Yes, a lot of the people who are banging on about the presumption of innocence have in fact assumed that Brand is innocent — the sort of people whose admiration for his vaccine-bashing, Bill Gates-trashing shtick have led them to call him a hero and announce their support. I don’t have time for that (which, granted, is easy to say when I always thought he was an oleaginous aspiring cult leader).
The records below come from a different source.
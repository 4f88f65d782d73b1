//! Label command implementation.

use std::path::Path;

use colored::Colorize;
use depot_core::{CacheConfig, ReleaseOutcome};

use super::{Session, print_stats};

/// Execute the label command.
///
/// Loads everything the label resolves to, then releases it again.
pub async fn execute(root: &Path, config: &CacheConfig, label: &str) -> anyhow::Result<()> {
    let session = Session::open(root, config)?;

    let results = session.content.acquire_label::<Vec<u8>>(label).await?;
    println!("{}", format!("Label '{}' resolved to {} resources", label, results.len()).bold());

    let mut failed = 0;
    for (key, result) in &results {
        match result {
            Ok(bytes) => println!("  {} {} ({} bytes)", "✓".green(), key, bytes.len()),
            Err(err) => {
                failed += 1;
                eprintln!("  {} {}: {}", "✗".red(), key, err);
            }
        }
    }

    let released = session
        .content
        .release_label::<Vec<u8>>(label)
        .await?
        .into_iter()
        .filter(|(_, outcome)| *outcome == ReleaseOutcome::Released)
        .count();
    println!("Released {} resources", released);

    print_stats("Content cache", &session.content.stats(), false)?;

    if failed > 0 {
        anyhow::bail!("{} of {} resources under '{}' failed to load", failed, results.len(), label);
    }
    Ok(())
}
impl CodeGenerator {
    /// A generator that compiles fragments with the built-in `SourceCompiler`.
    pub fn new(filename: impl Into<String>) -> Self {
        Self::with_compiler(filename, Rc::new(SourceCompiler))
    }

    pub fn with_compiler(filename: impl Into<String>, compiler: Rc<dyn FragmentCompiler>) -> Self {
        Self {
            filename: filename.into(),
            code_ops: Vec::new(),
            labels: LabelAllocator::new(),
            compiler,
        }
    }

    /// The stream built so far.
    pub fn ops(&self) -> &[Op] {
        &self.code_ops
    }

    pub fn len(&self) -> usize {
        self.code_ops.len()
    }

    pub fn is_empty(&self) -> bool {
        self.code_ops.is_empty()
    }

    /// Append an instruction as is.
    pub fn push(&mut self, op: Op) {
        self.code_ops.push(op);
    }

    pub fn extend(&mut self, ops: impl IntoIterator<Item = Op>) {
        self.code_ops.extend(ops);
    }

    // =========================================================================
    // Labels & jumps
    // =========================================================================

    pub fn new_label(&mut self) -> Label {
        self.labels.fresh()
    }

    /// Place `label` at the current position.
    pub fn mark_label(&mut self, label: Label) {
        self.code_ops.push(Op::Label(label));
    }

    /// Jump to a label later in the stream. ( -- )
    pub fn jump_forward(&mut self, label: Label) {
        self.code_ops.push(Op::JumpForward(label));
    }

    /// Jump to a label anywhere in the stream. ( -- )
    pub fn jump_absolute(&mut self, label: Label) {
        self.code_ops.push(Op::JumpAbsolute(label));
    }

    /// ( cond -- )
    pub fn pop_jump_if_false(&mut self, label: Label) {
        self.code_ops.push(Op::PopJumpIfFalse(label));
    }

    /// ( cond -- )
    pub fn pop_jump_if_true(&mut self, label: Label) {
        self.code_ops.push(Op::PopJumpIfTrue(label));
    }

    // =========================================================================
    // Primitive emitters
    // =========================================================================

    pub fn set_lineno(&mut self, lineno: u32) {
        self.code_ops.push(Op::SetLineno(lineno));
    }

    /// Load a global variable. ( -- value )
    pub fn load_global(&mut self, name: &str) {
        self.code_ops.push(Op::LoadGlobal(name.to_string()));
    }

    /// Load a fast local variable. ( -- value )
    pub fn load_fast(&mut self, name: &str) {
        self.code_ops.push(Op::LoadFast(name.to_string()));
    }

    /// Load a dynamically scoped name. ( -- value )
    pub fn load_name(&mut self, name: &str) {
        self.code_ops.push(Op::LoadName(name.to_string()));
    }

    /// ( -- value )
    pub fn load_const(&mut self, value: Const) {
        self.code_ops.push(Op::LoadConst(value));
    }

    /// Load a free variable. ( -- value )
    pub fn load_deref(&mut self, name: &str) {
        self.code_ops.push(Op::LoadDeref(name.to_string()));
    }

    /// ( obj -- value )
    pub fn load_attr(&mut self, name: &str) {
        self.code_ops.push(Op::LoadAttr(name.to_string()));
    }

    /// ( value -- )
    pub fn store_global(&mut self, name: &str) {
        self.code_ops.push(Op::StoreGlobal(name.to_string()));
    }

    /// ( value -- )
    pub fn store_fast(&mut self, name: &str) {
        self.code_ops.push(Op::StoreFast(name.to_string()));
    }

    /// ( value -- )
    pub fn store_name(&mut self, name: &str) {
        self.code_ops.push(Op::StoreName(name.to_string()));
    }

    /// Store the second item as an attribute of the top one. ( value obj -- )
    pub fn store_attr(&mut self, name: &str) {
        self.code_ops.push(Op::StoreAttr(name.to_string()));
    }

    /// ( -- )
    pub fn delete_global(&mut self, name: &str) {
        self.code_ops.push(Op::DeleteGlobal(name.to_string()));
    }

    /// ( -- )
    pub fn delete_fast(&mut self, name: &str) {
        self.code_ops.push(Op::DeleteFast(name.to_string()));
    }

    /// ( -- )
    pub fn delete_name(&mut self, name: &str) {
        self.code_ops.push(Op::DeleteName(name.to_string()));
    }

    /// ( value -- )
    pub fn return_value(&mut self) {
        self.code_ops.push(Op::ReturnValue);
    }

    /// ( value -- value value )
    pub fn dup_top(&mut self) {
        self.code_ops.push(Op::DupTop);
    }

    /// ( a b -- a b a b )
    pub fn dup_top_two(&mut self) {
        self.code_ops.push(Op::DupTopTwo);
    }

    /// ( value -- )
    pub fn pop_top(&mut self) {
        self.code_ops.push(Op::PopTop);
    }

    /// ( a b -- b a )
    pub fn rot_two(&mut self) {
        self.code_ops.push(Op::RotTwo);
    }

    /// ( a b c -- c a b )
    pub fn rot_three(&mut self) {
        self.code_ops.push(Op::RotThree);
    }

    /// ( a b c -- c b a )
    pub fn reverse_three(&mut self) {
        self.rot_three();
        self.rot_two();
    }

    /// Build an empty map; `n` is a size hint. ( -- map )
    pub fn build_map(&mut self, n: u32) {
        self.code_ops.push(Op::BuildMap(n));
    }

    /// ( map value key -- map )
    pub fn store_map(&mut self) {
        self.code_ops.push(Op::StoreMap);
    }

    /// ( item_1 .. item_n -- list )
    pub fn build_list(&mut self, n: u32) {
        self.code_ops.push(Op::BuildList(n));
    }

    /// ( item_1 .. item_n -- tuple )
    ///
    /// The empty tuple is loaded as a constant instead.
    pub fn build_tuple(&mut self, n: u32) {
        if n == 0 {
            self.code_ops.push(Op::LoadConst(Const::Tuple(Vec::new())));
        } else {
            self.code_ops.push(Op::BuildTuple(n));
        }
    }

    /// Unpack a sequence of exactly `n` items, first item on top.
    /// ( seq -- item_n .. item_1 )
    pub fn unpack_sequence(&mut self, n: u32) {
        self.code_ops.push(Op::UnpackSequence(n));
    }

    /// ( obj key -- value )
    pub fn binary_subscr(&mut self) {
        self.code_ops.push(Op::BinarySubscr);
    }

    /// ( value obj key -- )
    pub fn store_subscr(&mut self) {
        self.code_ops.push(Op::StoreSubscr);
    }

    /// ( a b -- result )
    pub fn binary_op(&mut self, op: BinOp) {
        self.code_ops.push(Op::BinaryOp(op));
    }

    /// ( a b -- bool )
    pub fn compare_op(&mut self, op: CmpOp) {
        self.code_ops.push(Op::CompareOp(op));
    }

    /// ( value -- bool )
    pub fn unary_not(&mut self) {
        self.code_ops.push(Op::UnaryNot);
    }

    /// ( value -- result )
    pub fn unary_negative(&mut self) {
        self.code_ops.push(Op::UnaryNegative);
    }

    /// ( default_1 .. default_n code -- func )
    pub fn make_function(&mut self, n_defaults: u32) {
        self.code_ops.push(Op::MakeFunction(n_defaults));
    }

    /// ( func arg_1 .. arg_n name_1 kwarg_1 .. name_k kwarg_k -- retval )
    ///
    /// Counts are truncated to 8 bits, as the serialized argument stores them.
    pub fn call_function(&mut self, n_args: u32, n_kwds: u32) {
        self.code_ops.push(Op::CallFunction {
            args: (n_args & 0xFF) as u8,
            kwds: (n_kwds & 0xFF) as u8,
        });
    }

    /// Like `call_function`, with a sequence of extra positional arguments on
    /// top. ( func args.. kwargs.. varargs -- retval )
    pub fn call_function_var(&mut self, n_args: u32, n_kwds: u32) {
        self.code_ops.push(Op::CallFunctionVar {
            args: (n_args & 0xFF) as u8,
            kwds: (n_kwds & 0xFF) as u8,
        });
    }

    /// Raise with `n` operands: 0 re-raises, 1 raises an exception or type,
    /// 2 is `( type value -- )`, 3 adds a traceback.
    pub fn raise_varargs(&mut self, n: u32) {
        self.code_ops.push(Op::RaiseVarargs(n));
    }

    // =========================================================================
    // Composite helpers
    // =========================================================================

    /// ( -- globals )
    pub fn load_globals(&mut self) {
        self.load_global("globals");
        self.call_function(0, 0);
    }

    /// Cache the globals mapping in a fast local. ( -- )
    pub fn store_globals_to_fast(&mut self) {
        self.load_globals();
        self.store_fast(GLOBALS_SLOT);
    }

    /// ( -- globals )
    pub fn load_globals_from_fast(&mut self) {
        self.load_fast(GLOBALS_SLOT);
    }

    /// Load a named compiler helper. ( -- helper )
    pub fn load_helper(&mut self, name: &str) {
        self.load_global(HELPERS_GLOBAL);
        self.load_const(Const::String(name.to_string()));
        self.binary_subscr();
    }

    /// Cache the compiler helpers mapping in a fast local. ( -- )
    pub fn store_helpers_to_fast(&mut self) {
        self.load_global(HELPERS_GLOBAL);
        self.store_fast(HELPERS_SLOT);
    }

    /// Load a named helper from the cached mapping. ( -- helper )
    pub fn load_helper_from_fast(&mut self, name: &str) {
        self.load_fast(HELPERS_SLOT);
        self.load_const(Const::String(name.to_string()));
        self.binary_subscr();
    }

    // =========================================================================
    // Structured regions
    // =========================================================================

    /// Wrap the code emitted by `body` so that any exception it raises is
    /// re-raised from this frame, dropping the frames of whatever the body
    /// called.
    ///
    /// The closing bracket is emitted even if `body` fails; its error is
    /// returned afterwards.
    pub fn try_squash_raise<F>(&mut self, body: F) -> Result<(), AssembleError>
    where
        F: FnOnce(&mut CodeGenerator) -> Result<(), AssembleError>,
    {
        let exc_label = self.new_label();
        let end_label = self.new_label();
        self.code_ops.push(Op::SetupExcept(exc_label));

        let result = body(self);

        self.code_ops.extend([
            Op::PopBlock,
            Op::JumpForward(end_label),
            Op::Label(exc_label), // tb val exc
            Op::RotThree,         // exc tb val
            Op::RotTwo,           // exc val tb
            Op::PopTop,           // exc val
            Op::RaiseVarargs(2),
            Op::JumpForward(end_label),
            Op::EndFinally,
            Op::Label(end_label),
        ]);

        result
    }

    /// Loop over the sequence held in `iter_var`, a fast local when
    /// `fast_var` is set and a global otherwise.
    ///
    /// `body` starts with the current item on the stack and must consume it.
    /// The closing bracket is emitted even if `body` fails.
    pub fn for_loop<F>(&mut self, iter_var: &str, fast_var: bool, body: F) -> Result<(), AssembleError>
    where
        F: FnOnce(&mut CodeGenerator) -> Result<(), AssembleError>,
    {
        let start_label = self.new_label();
        let jump_label = self.new_label();
        let end_label = self.new_label();
        let load = if fast_var {
            Op::LoadFast(iter_var.to_string())
        } else {
            Op::LoadGlobal(iter_var.to_string())
        };
        self.code_ops.extend([
            Op::SetupLoop(end_label),
            load,
            Op::GetIter,
            Op::Label(start_label),
            Op::ForIter(jump_label),
        ]);

        let result = body(self);

        self.code_ops.extend([
            Op::JumpAbsolute(start_label),
            Op::Label(jump_label),
            Op::PopBlock,
            Op::Label(end_label),
        ]);

        result
    }

    // =========================================================================
    // Fragments
    // =========================================================================

    /// Splice the code of a statement fragment.
    ///
    /// With `trim`, the fragment's leading line marker and its trailing
    /// `return None` are dropped so execution continues after it.
    pub fn insert_block<'a>(
        &mut self,
        fragment: impl Into<Fragment<'a>>,
        trim: bool,
    ) -> Result<(), AssembleError> {
        self.insert_fragment(fragment.into(), FragmentMode::Statements, trim)
    }

    /// Splice the code of an expression fragment.
    ///
    /// With `trim`, the trailing return is dropped and the value stays on the
    /// stack. ( -- value )
    pub fn insert_expr<'a>(
        &mut self,
        fragment: impl Into<Fragment<'a>>,
        trim: bool,
    ) -> Result<(), AssembleError> {
        self.insert_fragment(fragment.into(), FragmentMode::Expression, trim)
    }

    fn insert_fragment(
        &mut self,
        fragment: Fragment<'_>,
        mode: FragmentMode,
        trim: bool,
    ) -> Result<(), AssembleError> {
        let code = self
            .compiler
            .compile(fragment, &self.filename, mode)
            .map_err(|e| AssembleError::fragment_syntax(&self.filename, mode, e))?;

        let ops = code
            .to_ops(&mut self.labels)
            .map_err(|e| AssembleError::malformed_fragment(mode, e.to_string()))?;

        let ops = if trim { trim_framing(ops, mode)? } else { ops };

        debug!(
            filename = %self.filename,
            %mode,
            trim,
            spliced = ops.len(),
            "inserted fragment"
        );

        self.code_ops.extend(ops);
        Ok(())
    }

    // =========================================================================
    // Finishing
    // =========================================================================

    /// Turn every dynamically scoped name op into a fast or global one.
    ///
    /// Returns the names, in order of use, that must become call parameters.
    /// See `rewrite::rewrite_to_fast_locals`.
    pub fn rewrite_to_fast_locals<S>(&mut self, local_names: &HashSet<S>) -> Vec<String>
    where
        S: Borrow<str> + Hash + Eq,
    {
        rewrite::rewrite_to_fast_locals(&mut self.code_ops, local_names)
    }

    /// Route attribute loads, calls, subscripts, iteration and returns
    /// through a tracer. See `instrument::inject_tracing`.
    pub fn inject_tracing(&mut self, nested: bool) -> Result<(), AssembleError> {
        self.code_ops = instrument::inject_tracing(&self.code_ops, nested)?;
        Ok(())
    }

    /// Replace the final load with a store through an inverter. On error
    /// the stream is left as it was.
    pub fn inject_inversion(&mut self) -> Result<(), AssembleError> {
        self.code_ops = instrument::inject_inversion(&self.code_ops)?;
        Ok(())
    }

    /// Serialize the stream into a code object. Consumes the generator.
    pub fn to_code(self, meta: CodeMeta) -> Result<CodeObject, AssembleError> {
        assemble(&self.filename, &self.code_ops, meta)
    }
}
Yet to maintain the presumption of innocence to the extent that you won’t actively call someone guilty but will behave in every sense as if they are guilty seems like cowardice. When you delete someone’s entire back catalogue — to erase any sign of their existence — you’re not expressing a private suspicion. You’re making a very public statement about them as a human being. To pretend that you have any doubts, in such circumstances, is like pretending to be an agnostic as you do a line of coke off the Bible.

One hopes that some form of official investigation will begin soon, that the truth will prevail, and that justice will triumph.